Saved entries:

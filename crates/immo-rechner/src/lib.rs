//! Rental valuation and sell-versus-rent comparison engine.
//!
//! The [`valuation`] module is pure: every calculation takes an immutable
//! [`valuation::PricingConfiguration`] and returns a fully populated result or a
//! [`valuation::ValuationError`]. Configuration loading, telemetry and the
//! HTTP-facing error type live alongside it for the request adapters.

pub mod config;
pub mod error;
pub mod telemetry;
pub mod valuation;
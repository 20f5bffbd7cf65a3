use crate::config::ConfigError;
use crate::telemetry::TelemetryError;
use crate::valuation::ValuationError;
use axum::http::StatusCode;
use axum::response::{IntoResponse, Response};
use axum::Json;
use serde_json::json;
use std::fmt;

#[derive(Debug)]
pub enum AppError {
    Config(ConfigError),
    Telemetry(TelemetryError),
    Io(std::io::Error),
    Server(axum::Error),
    Valuation(ValuationError),
}

impl fmt::Display for AppError {
    fn fmt(&self, f: &mut fmt::Formatter<'_>) -> fmt::Result {
        match self {
            AppError::Config(err) => write!(f, "configuration error: {}", err),
            AppError::Telemetry(err) => write!(f, "telemetry error: {}", err),
            AppError::Io(err) => write!(f, "io error: {}", err),
            AppError::Server(err) => write!(f, "server error: {}", err),
            AppError::Valuation(err) => write!(f, "calculation rejected: {}", err),
        }
    }
}

impl std::error::Error for AppError {
    fn source(&self) -> Option<&(dyn std::error::Error + 'static)> {
        match self {
            AppError::Config(err) => Some(err),
            AppError::Telemetry(err) => Some(err),
            AppError::Io(err) => Some(err),
            AppError::Server(err) => Some(err),
            AppError::Valuation(err) => Some(err),
        }
    }
}

impl IntoResponse for AppError {
    fn into_response(self) -> Response {
        let status = match self {
            AppError::Valuation(_) => StatusCode::UNPROCESSABLE_ENTITY,
            AppError::Config(_)
            | AppError::Telemetry(_)
            | AppError::Io(_)
            | AppError::Server(_) => StatusCode::INTERNAL_SERVER_ERROR,
        };

        let body = Json(json!({ "error": self.to_string() }));
        (status, body).into_response()
    }
}

impl From<ConfigError> for AppError {
    fn from(value: ConfigError) -> Self {
        Self::Config(value)
    }
}

impl From<TelemetryError> for AppError {
    fn from(value: TelemetryError) -> Self {
        Self::Telemetry(value)
    }
}

impl From<std::io::Error> for AppError {
    fn from(value: std::io::Error) -> Self {
        Self::Io(value)
    }
}

impl From<axum::Error> for AppError {
    fn from(value: axum::Error) -> Self {
        Self::Server(value)
    }
}

impl From<ValuationError> for AppError {
    fn from(value: ValuationError) -> Self {
        Self::Valuation(value)
    }
}
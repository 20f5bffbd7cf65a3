use std::sync::Arc;
use std::thread;

use immo_rechner::valuation::{
    calculate_comparison, calculate_rental_value, resolve_price_per_area, FinancialInput,
    PricingConfiguration, PropertyCondition, PropertyInput, PropertyType,
    RecommendationDirection, ValuationEngine, ValuationError,
};

fn berlin_flat() -> PropertyInput {
    PropertyInput::new(
        55.0,
        "10435",
        PropertyCondition::Renovated,
        PropertyType::Apartment,
    )
    .with_features(["balcony", "elevator", "fitted_kitchen"])
    .built_in(1908)
    .with_rooms(2)
}

fn owner_finances() -> FinancialInput {
    FinancialInput {
        property_value: 320_000.0,
        remaining_mortgage: 80_000.0,
        mortgage_rate: 3.5,
        holding_period_years: 6,
        appreciation_rate: 2.0,
        maintenance_rate: None,
        vacancy_rate: None,
        broker_commission_rate: None,
    }
}

#[test]
fn engine_and_free_functions_agree() {
    let matrix = PricingConfiguration::standard();
    let engine = ValuationEngine::new(matrix.clone());
    let input = berlin_flat();

    assert_eq!(
        engine.price_per_area(&input),
        resolve_price_per_area(&input, &matrix)
    );
    assert_eq!(
        engine.rental_value(&input).expect("engine rental"),
        calculate_rental_value(&input, &matrix).expect("free rental")
    );
    assert_eq!(
        engine
            .comparison(&input, &owner_finances())
            .expect("engine comparison"),
        calculate_comparison(&input, &owner_finances(), &matrix).expect("free comparison")
    );
}

#[test]
fn berlin_pre_war_flat_is_priced_from_the_full_chain() {
    let engine = ValuationEngine::new(PricingConfiguration::standard());

    let result = engine.rental_value(&berlin_flat()).expect("rental value computes");

    // (18.50 * 1.10 * 1.00 + 0.50 + 0.30 + 0.50) * 1.05 (pre-war) * 1.08 (40-60 m²)
    let expected_price = (18.5 * 1.1 + 1.3) * 1.05 * 1.08;
    assert!((result.price_per_area - expected_price).abs() < 0.006);
    let expected_rent = 55.0 * expected_price;
    assert!((result.monthly_rent.estimate - expected_rent).abs() < 0.006);
    assert_eq!(result.factors.features_count, 3);
    assert_eq!(result.market_position.percentile, 90);
}

#[test]
fn comparison_serializes_with_documented_field_names() {
    let engine = ValuationEngine::new(PricingConfiguration::standard());

    let result = engine
        .comparison(&berlin_flat(), &owner_finances())
        .expect("comparison computes");
    let json = serde_json::to_value(&result).expect("result serializes");

    for field in [
        "rental",
        "sale",
        "rental_scenario",
        "yields",
        "projection",
        "break_even_year",
        "speculation_tax_applies",
        "speculation_tax_note",
        "recommendation",
    ] {
        assert!(json.get(field).is_some(), "missing {field}");
    }
    assert_eq!(json["projection"].as_array().map(Vec::len), Some(15));
    assert_eq!(json["rental"]["monthly_rent"]["estimate"], result.rental.monthly_rent.estimate);
    assert!(matches!(
        json["recommendation"]["direction"].as_str(),
        Some("rent" | "sell" | "neutral")
    ));
}

#[test]
fn short_holding_period_flags_speculation_tax() {
    let engine = ValuationEngine::new(PricingConfiguration::standard());

    let result = engine
        .comparison(&berlin_flat(), &owner_finances())
        .expect("comparison computes");

    assert!(result.speculation_tax_applies);
    assert!(result
        .recommendation
        .factors
        .iter()
        .any(|factor| factor.contains("speculation tax")));
    assert_ne!(result.recommendation.direction, RecommendationDirection::Sell);
}

#[test]
fn shared_engine_is_deterministic_across_threads() {
    let engine = Arc::new(ValuationEngine::new(PricingConfiguration::standard()));
    let baseline = engine
        .comparison(&berlin_flat(), &owner_finances())
        .expect("baseline computes");

    let handles: Vec<_> = (0..4)
        .map(|_| {
            let engine = Arc::clone(&engine);
            thread::spawn(move || engine.comparison(&berlin_flat(), &owner_finances()))
        })
        .collect();

    for handle in handles {
        let result = handle
            .join()
            .expect("worker finished")
            .expect("comparison computes");
        assert_eq!(result, baseline);
    }
}

#[test]
fn invalid_inputs_surface_distinct_errors() {
    let engine = ValuationEngine::new(PricingConfiguration::standard());

    let bad_size = PropertyInput {
        size: f64::NAN,
        ..berlin_flat()
    };
    assert!(matches!(
        engine.rental_value(&bad_size),
        Err(ValuationError::InvalidInput { .. })
    ));

    let bad_value = FinancialInput {
        property_value: -1.0,
        ..owner_finances()
    };
    assert!(matches!(
        engine.comparison(&berlin_flat(), &bad_value),
        Err(ValuationError::InvalidFinancialInput { .. })
    ));
}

**EXERCISE GOAL**
Once you have read the records above, output each of them verbatim.

**EXERCISE OUTPUT**
filename crates/immo-rechner/src/lib.rs
//! Rental valuation and sell-versus-rent comparison engine.
//!
//! The [`valuation`] module is pure: every calculation takes an immutable
//! [`valuation::PricingConfiguration`] and returns a fully populated result or a
//! [`valuation::ValuationError`]. Configuration loading, telemetry and the
//! HTTP-facing error type live alongside it for the request adapters.

pub mod config;
pub mod error;
pub mod telemetry;
pub mod valuation;
repository 20f5bffbd7cf65a3
use crate::config::ConfigError;
use crate::telemetry::TelemetryError;
use crate::valuation::ValuationError;
use axum::http::StatusCode;
use axum::response::{IntoResponse, Response};
use axum::Json;
use serde_json::json;
use std::fmt;

#[derive(Debug)]
pub enum AppError {
    Config(ConfigError),
    Telemetry(TelemetryError),
    Io(std::io::Error),
    Server(axum::Error),
    Valuation(ValuationError),
}

impl fmt::Display for AppError {
    fn fmt(&self, f: &mut fmt::Formatter<'_>) -> fmt::Result {
        match self {
            AppError::Config(err) => write!(f, "configuration error: {}", err),
            AppError::Telemetry(err) => write!(f, "telemetry error: {}", err),
            AppError::Io(err) => write!(f, "io error: {}", err),
            AppError::Server(err) => write!(f, "server error: {}", err),
            AppError::Valuation(err) => write!(f, "calculation rejected: {}", err),
        }
    }
}

impl std::error::Error for AppError {
    fn source(&self) -> Option<&(dyn std::error::Error + 'static)> {
        match self {
            AppError::Config(err) => Some(err),
            AppError::Telemetry(err) => Some(err),
            AppError::Io(err) => Some(err),
            AppError::Server(err) => Some(err),
            AppError::Valuation(err) => Some(err),
        }
    }
}

impl IntoResponse for AppError {
    fn into_response(self) -> Response {
        let status = match self {
            AppError::Valuation(_) => StatusCode::UNPROCESSABLE_ENTITY,
            AppError::Config(_)
            | AppError::Telemetry(_)
            | AppError::Io(_)
            | AppError::Server(_) => StatusCode::INTERNAL_SERVER_ERROR,
        };

        let body = Json(json!({ "error": self.to_string() }));
        (status, body).into_response()
    }
}

impl From<ConfigError> for AppError {
    fn from(value: ConfigError) -> Self {
        Self::Config(value)
    }
}

impl From<TelemetryError> for AppError {
    fn from(value: TelemetryError) -> Self {
        Self::Telemetry(value)
    }
}

impl From<std::io::Error> for AppError {
    fn from(value: std::io::Error) -> Self {
        Self::Io(value)
    }
}

impl From<axum::Error> for AppError {
    fn from(value: axum::Error) -> Self {
        Self::Server(value)
    }
}

impl From<ValuationError> for AppError {
    fn from(value: ValuationError) -> Self {
        Self::Valuation(value)
    }
}
repository 20f5bffbd7cf65a3
use std::sync::Arc;
use std::thread;

use immo_rechner::valuation::{
    calculate_comparison, calculate_rental_value, resolve_price_per_area, FinancialInput,
    PricingConfiguration, PropertyCondition, PropertyInput, PropertyType,
    RecommendationDirection, ValuationEngine, ValuationError,
};

fn berlin_flat() -> PropertyInput {
    PropertyInput::new(
        55.0,
        "10435",
        PropertyCondition::Renovated,
        PropertyType::Apartment,
    )
    .with_features(["balcony", "elevator", "fitted_kitchen"])
    .built_in(1908)
    .with_rooms(2)
}

fn owner_finances() -> FinancialInput {
    FinancialInput {
        property_value: 320_000.0,
        remaining_mortgage: 80_000.0,
        mortgage_rate: 3.5,
        holding_period_years: 6,
        appreciation_rate: 2.0,
        maintenance_rate: None,
        vacancy_rate: None,
        broker_commission_rate: None,
    }
}

#[test]
fn engine_and_free_functions_agree() {
    let matrix = PricingConfiguration::standard();
    let engine = ValuationEngine::new(matrix.clone());
    let input = berlin_flat();

    assert_eq!(
        engine.price_per_area(&input),
        resolve_price_per_area(&input, &matrix)
    );
    assert_eq!(
        engine.rental_value(&input).expect("engine rental"),
        calculate_rental_value(&input, &matrix).expect("free rental")
    );
    assert_eq!(
        engine
            .comparison(&input, &owner_finances())
            .expect("engine comparison"),
        calculate_comparison(&input, &owner_finances(), &matrix).expect("free comparison")
    );
}

#[test]
fn berlin_pre_war_flat_is_priced_from_the_full_chain() {
    let engine = ValuationEngine::new(PricingConfiguration::standard());

    let result = engine.rental_value(&berlin_flat()).expect("rental value computes");

    // (18.50 * 1.10 * 1.00 + 0.50 + 0.30 + 0.50) * 1.05 (pre-war) * 1.08 (40-60 m²)
    let expected_price = (18.5 * 1.1 + 1.3) * 1.05 * 1.08;
    assert!((result.price_per_area - expected_price).abs() < 0.006);
    let expected_rent = 55.0 * expected_price;
    assert!((result.monthly_rent.estimate - expected_rent).abs() < 0.006);
    assert_eq!(result.factors.features_count, 3);
    assert_eq!(result.market_position.percentile, 90);
}

#[test]
fn comparison_serializes_with_documented_field_names() {
    let engine = ValuationEngine::new(PricingConfiguration::standard());

    let result = engine
        .comparison(&berlin_flat(), &owner_finances())
        .expect("comparison computes");
    let json = serde_json::to_value(&result).expect("result serializes");

    for field in [
        "rental",
        "sale",
        "rental_scenario",
        "yields",
        "projection",
        "break_even_year",
        "speculation_tax_applies",
        "speculation_tax_note",
        "recommendation",
    ] {
        assert!(json.get(field).is_some(), "missing {field}");
    }
    assert_eq!(json["projection"].as_array().map(Vec::len), Some(15));
    assert_eq!(json["rental"]["monthly_rent"]["estimate"], result.rental.monthly_rent.estimate);
    assert!(matches!(
        json["recommendation"]["direction"].as_str(),
        Some("rent" | "sell" | "neutral")
    ));
}

#[test]
fn short_holding_period_flags_speculation_tax() {
    let engine = ValuationEngine::new(PricingConfiguration::standard());

    let result = engine
        .comparison(&berlin_flat(), &owner_finances())
        .expect("comparison computes");

    assert!(result.speculation_tax_applies);
    assert!(result
        .recommendation
        .factors
        .iter()
        .any(|factor| factor.contains("speculation tax")));
    assert_ne!(result.recommendation.direction, RecommendationDirection::Sell);
}

#[test]
fn shared_engine_is_deterministic_across_threads() {
    let engine = Arc::new(ValuationEngine::new(PricingConfiguration::standard()));
    let baseline = engine
        .comparison(&berlin_flat(), &owner_finances())
        .expect("baseline computes");

    let handles: Vec<_> = (0..4)
        .map(|_| {
            let engine = Arc::clone(&engine);
            thread::spawn(move || engine.comparison(&berlin_flat(), &owner_finances()))
        })
        .collect();

    for handle in handles {
        let result = handle
            .join()
            .expect("worker finished")
            .expect("comparison computes");
        assert_eq!(result, baseline);
    }
}

#[test]
fn invalid_inputs_surface_distinct_errors() {
    let engine = ValuationEngine::new(PricingConfiguration::standard());

    let bad_size = PropertyInput {
        size: f64::NAN,
        ..berlin_flat()
    };
    assert!(matches!(
        engine.rental_value(&bad_size),
        Err(ValuationError::InvalidInput { .. })
    ));

    let bad_value = FinancialInput {
        property_value: -1.0,
        ..owner_finances()
    };
    assert!(matches!(
        engine.comparison(&berlin_flat(), &bad_value),
        Err(ValuationError::InvalidFinancialInput { .. })
    ));
}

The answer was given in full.